■ Your goal ■
Every line below that contains the word "slots" must be copied.

Data extracted from a collection:
/// Triangle binning: snap transformed triangles to the pixel grid, reject the
/// ones that cannot produce coverage, set up their depth plane and append them
/// to every tile their bounding box overlaps.
///
/// Bins live in one arena sized at construction, `tris_per_bin` slots per tile.
/// A full bin drops further triangles and counts them in [`BinStats::overflowed`].
use glam::Vec4;

use crate::config::{OcclusionConfig, SimdMode};
use crate::count_add;

use super::framebuffer::TileRect;
use super::lanes::{F32x4, I32x4, LANES, LANE_MASK};
use super::visibility::{OccluderMesh, VertexLanes, VisibilityObject};

/// Triangles with a snapped vertex beyond +-GUARD_BAND pixels are rejected.
/// Keeps every edge function product inside i32 and every vertex inside i16.
pub const GUARD_BAND: i32 = 8192;

/// A triangle ready for tile rasterization.
///
/// `v` holds the snapped pixel coordinates. `z` holds the depth plane:
/// `z[0]` is the depth at vertex 0, `z[1]` and `z[2]` are the depth deltas to
/// vertices 1 and 2 divided by twice the signed area.
#[derive(Copy, Clone, Debug, Default, PartialEq)]
#[repr(C)]
pub struct BinnedTri {
    pub v: [[i16; 2]; 3],
    pub z: [f32; 3],
}

/// Per-pass binning statistics. Each submitted triangle lands in exactly one
/// of `binned` or a `rejected_*` field, checked in the order near plane,
/// guard band, area, framebuffer bounds.
#[derive(Copy, Clone, Debug, Default, Eq, PartialEq)]
pub struct BinStats {
    pub submitted: usize,
    pub binned: usize,
    /// Back-facing or degenerate after snapping.
    pub rejected_area: usize,
    /// A vertex at or behind the eye plane.
    pub rejected_near: usize,
    /// A vertex too far off screen to snap without moving it.
    pub rejected_guard_band: usize,
    /// Bounding box entirely outside the framebuffer.
    pub rejected_offscreen: usize,
    /// Tile slots written.
    pub entries: usize,
    /// Tile slots dropped because the bin was full.
    pub overflowed: usize,
}

/// Round to the nearest pixel. Values past the guard band are clamped so the
/// conversion stays defined; such triangles never reach a bin.
#[inline(always)]
pub(crate) fn snap(v: f32) -> i32 {
    let band = GUARD_BAND as f32;
    (v + 0.5).floor().clamp(-band, band) as i32
}

/// Whether `v` snaps inside the guard band. `false` for NaN.
#[inline(always)]
pub(crate) fn in_guard_band(v: f32) -> bool {
    let band = GUARD_BAND as f32;
    let r = (v + 0.5).floor();
    r >= -band && r <= band
}

/// One bit per lane whose six coordinates all snap inside the guard band.
#[inline]
fn guard_band_mask(verts: &[VertexLanes; 3]) -> u32 {
    let mut mask = LANE_MASK;
    for v in verts {
        let (x, y) = (v.x.to_array(), v.y.to_array());
        for lane in 0..LANES {
            if !(in_guard_band(x[lane]) && in_guard_band(y[lane])) {
                mask &= !(1 << lane);
            }
        }
    }
    mask
}

/// Twice the signed area. Positive for triangles that face the viewer.
#[inline(always)]
pub(crate) fn tri_area(x: [i32; 3], y: [i32; 3]) -> i32 {
    (x[1] - x[0]) * (y[2] - y[0]) - (x[0] - x[2]) * (y[0] - y[1])
}

pub struct TriangleBins {
    width: i32,
    height: i32,
    tile_width: i32,
    tile_height: i32,
    tiles_x: usize,
    tiles_y: usize,
    capacity: usize,
    tris: Vec<BinnedTri>,
    counts: Vec<u32>,
    stats: BinStats,
}

impl TriangleBins {
    pub fn new(config: &OcclusionConfig) -> Self {
        let tiles_x = config.tiles_x();
        let tiles_y = config.tiles_y();
        let num_tiles = tiles_x * tiles_y;
        Self {
            width: config.width as i32,
            height: config.height as i32,
            tile_width: config.tile_width as i32,
            tile_height: config.tile_height as i32,
            tiles_x,
            tiles_y,
            capacity: config.tris_per_bin,
            tris: vec![BinnedTri::default(); num_tiles * config.tris_per_bin],
            counts: vec![0; num_tiles],
            stats: BinStats::default(),
        }
    }

    #[inline]
    pub fn tiles_x(&self) -> usize {
        self.tiles_x
    }

    #[inline]
    pub fn tiles_y(&self) -> usize {
        self.tiles_y
    }

    #[inline]
    pub fn num_tiles(&self) -> usize {
        self.counts.len()
    }

    #[inline]
    pub fn capacity(&self) -> usize {
        self.capacity
    }

    #[inline]
    pub fn counts(&self) -> &[u32] {
        &self.counts
    }

    #[inline]
    pub fn stats(&self) -> BinStats {
        self.stats
    }

    /// Triangles binned into `tile`, in submission order.
    #[inline]
    pub fn bin(&self, tile: usize) -> &[BinnedTri] {
        let start = tile * self.capacity;
        &self.tris[start..start + self.counts[tile] as usize]
    }

    /// Pixel rectangle covered by `tile`. The last row and column may be short.
    pub fn tile_rect(&self, tile: usize) -> TileRect {
        let tx = (tile % self.tiles_x) as i32;
        let ty = (tile / self.tiles_x) as i32;
        let x0 = tx * self.tile_width;
        let y0 = ty * self.tile_height;
        TileRect {
            x0: x0 as usize,
            y0: y0 as usize,
            x1: ((x0 + self.tile_width).min(self.width) - 1) as usize,
            y1: ((y0 + self.tile_height).min(self.height) - 1) as usize,
        }
    }

    /// Empty every bin and reset the statistics.
    pub fn clear(&mut self) {
        self.counts.fill(0);
        self.stats = BinStats::default();
    }

    /// Bin every triangle of every mesh of every object, in order.
    pub fn bin_objects<O: VisibilityObject>(&mut self, objects: &[O], mode: SimdMode) {
        for object in objects {
            for m in 0..object.num_meshes() {
                let mesh = object.mesh(m);
                match mode {
                    SimdMode::Scalar => self.bin_mesh_scalar(mesh),
                    SimdMode::Lanes4 => self.bin_mesh_lanes(mesh),
                }
            }
        }
    }

    /// One triangle at a time.
    pub fn bin_mesh_scalar<M: OccluderMesh + ?Sized>(&mut self, mesh: &M) {
        let n = mesh.num_triangles();
        count_add!(crate::perf::OCCLUSION_COUNTERS.triangles_submitted, n);
        self.stats.submitted += n;

        for tri in 0..n {
            let verts: [Vec4; 3] = mesh.gather_tri(tri);
            let x = verts.map(|v| snap(v.x));
            let y = verts.map(|v| snap(v.y));

            if verts.iter().any(|v| !(v.w > 0.0)) {
                self.stats.rejected_near += 1;
                continue;
            }
            if !verts.iter().all(|v| in_guard_band(v.x) && in_guard_band(v.y)) {
                self.stats.rejected_guard_band += 1;
                continue;
            }
            if tri_area(x, y) <= 0 {
                self.stats.rejected_area += 1;
                continue;
            }

            let start = (x[0].min(x[1]).min(x[2]).max(0), y[0].min(y[1]).min(y[2]).max(0));
            let end = (
                x[0].max(x[1]).max(x[2]).min(self.width - 1),
                y[0].max(y[1]).max(y[2]).min(self.height - 1),
            );
            if end.0 < start.0 || end.1 < start.1 {
                self.stats.rejected_offscreen += 1;
                continue;
            }

            let inv_area = 1.0 / tri_area(x, y) as f32;
            let z0 = verts[0].z;
            let binned = BinnedTri {
                v: [
                    [x[0] as i16, y[0] as i16],
                    [x[1] as i16, y[1] as i16],
                    [x[2] as i16, y[2] as i16],
                ],
                z: [z0, (verts[1].z - z0) * inv_area, (verts[2].z - z0) * inv_area],
            };
            self.insert(binned, start, end);
        }
    }

    /// Four triangles per gather; accepted lanes are inserted in lane order.
    pub fn bin_mesh_lanes<M: OccluderMesh + ?Sized>(&mut self, mesh: &M) {
        let n = mesh.num_triangles();
        count_add!(crate::perf::OCCLUSION_COUNTERS.triangles_submitted, n);
        self.stats.submitted += n;

        let zero = I32x4::splat(0);
        let fzero = F32x4::splat(0.0);
        let max_x = I32x4::splat(self.width - 1);
        let max_y = I32x4::splat(self.height - 1);

        let mut first = 0;
        while first < n {
            let lanes = (n - first).min(LANES);
            let lane_mask = (1u32 << lanes) - 1;
            let verts: [VertexLanes; 3] = mesh.gather_tri4(first, lanes);

            let x = verts.map(|v| I32x4::from_array(v.x.to_array().map(snap)));
            let y = verts.map(|v| I32x4::from_array(v.y.to_array().map(snap)));

            let area = (x[1] - x[0]) * (y[2] - y[0]) - (x[0] - x[2]) * (y[0] - y[1]);

            let start_x = x[0].min(x[1]).min(x[2]).max(zero);
            let start_y = y[0].min(y[1]).min(y[2]).max(zero);
            let end_x = x[0].max(x[1]).max(x[2]).min(max_x);
            let end_y = y[0].max(y[1]).max(y[2]).min(max_y);

            let in_front_of_eye = lane_mask
                & (verts[0].w.gt(fzero) & verts[1].w.gt(fzero) & verts[2].w.gt(fzero)).movemask();
            let in_band = in_front_of_eye & guard_band_mask(&verts);
            let front = in_band & area.gt(zero).movemask();
            let empty = (start_x.gt(end_x) | start_y.gt(end_y)).movemask();

            self.stats.rejected_near += (lane_mask & !in_front_of_eye).count_ones() as usize;
            self.stats.rejected_guard_band += (in_front_of_eye & !in_band).count_ones() as usize;
            self.stats.rejected_area += (in_band & !front).count_ones() as usize;
            self.stats.rejected_offscreen += (front & empty).count_ones() as usize;

            let mut accept = front & !empty;
            if accept != 0 {
                let inv_area = F32x4::splat(1.0) / area.to_f32();
                let z0 = verts[0].z;
                let z1 = ((verts[1].z - z0) * inv_area).to_array();
                let z2 = ((verts[2].z - z0) * inv_area).to_array();
                let z0 = z0.to_array();

                let (x, y) = (x.map(I32x4::to_array), y.map(I32x4::to_array));
                let (sx, sy) = (start_x.to_array(), start_y.to_array());
                let (ex, ey) = (end_x.to_array(), end_y.to_array());

                while accept != 0 {
                    let lane = accept.trailing_zeros() as usize;
                    accept &= accept - 1;

                    let binned = BinnedTri {
                        v: [
                            [x[0][lane] as i16, y[0][lane] as i16],
                            [x[1][lane] as i16, y[1][lane] as i16],
                            [x[2][lane] as i16, y[2][lane] as i16],
                        ],
                        z: [z0[lane], z1[lane], z2[lane]],
                    };
                    self.insert(binned, (sx[lane], sy[lane]), (ex[lane], ey[lane]));
                }
            }

            first += lanes;
        }
    }

    /// Append `tri` to every tile overlapped by the pixel box `start..=end`.
    fn insert(&mut self, tri: BinnedTri, start: (i32, i32), end: (i32, i32)) {
        let tx0 = (start.0 / self.tile_width) as usize;
        let ty0 = (start.1 / self.tile_height) as usize;
        let tx1 = ((end.0 / self.tile_width) as usize).min(self.tiles_x - 1);
        let ty1 = ((end.1 / self.tile_height) as usize).min(self.tiles_y - 1);

        let mut written = 0;
        for ty in ty0..=ty1 {
            for tx in tx0..=tx1 {
                let tile = ty * self.tiles_x + tx;
                let count = self.counts[tile] as usize;
                if count < self.capacity {
                    self.tris[tile * self.capacity + count] = tri;
                    self.counts[tile] += 1;
                    written += 1;
                } else {
                    self.stats.overflowed += 1;
                }
            }
        }

        self.stats.binned += 1;
        self.stats.entries += written;
        count_add!(crate::perf::OCCLUSION_COUNTERS.triangles_binned, 1);
        count_add!(crate::perf::OCCLUSION_COUNTERS.bin_entries_written, written);
    }
}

■ Response to the exercise ■
/// Bins live in one arena sized at construction, `tris_per_bin` slots per tile.
    /// Tile slots written.
    /// Tile slots dropped because the bin was full.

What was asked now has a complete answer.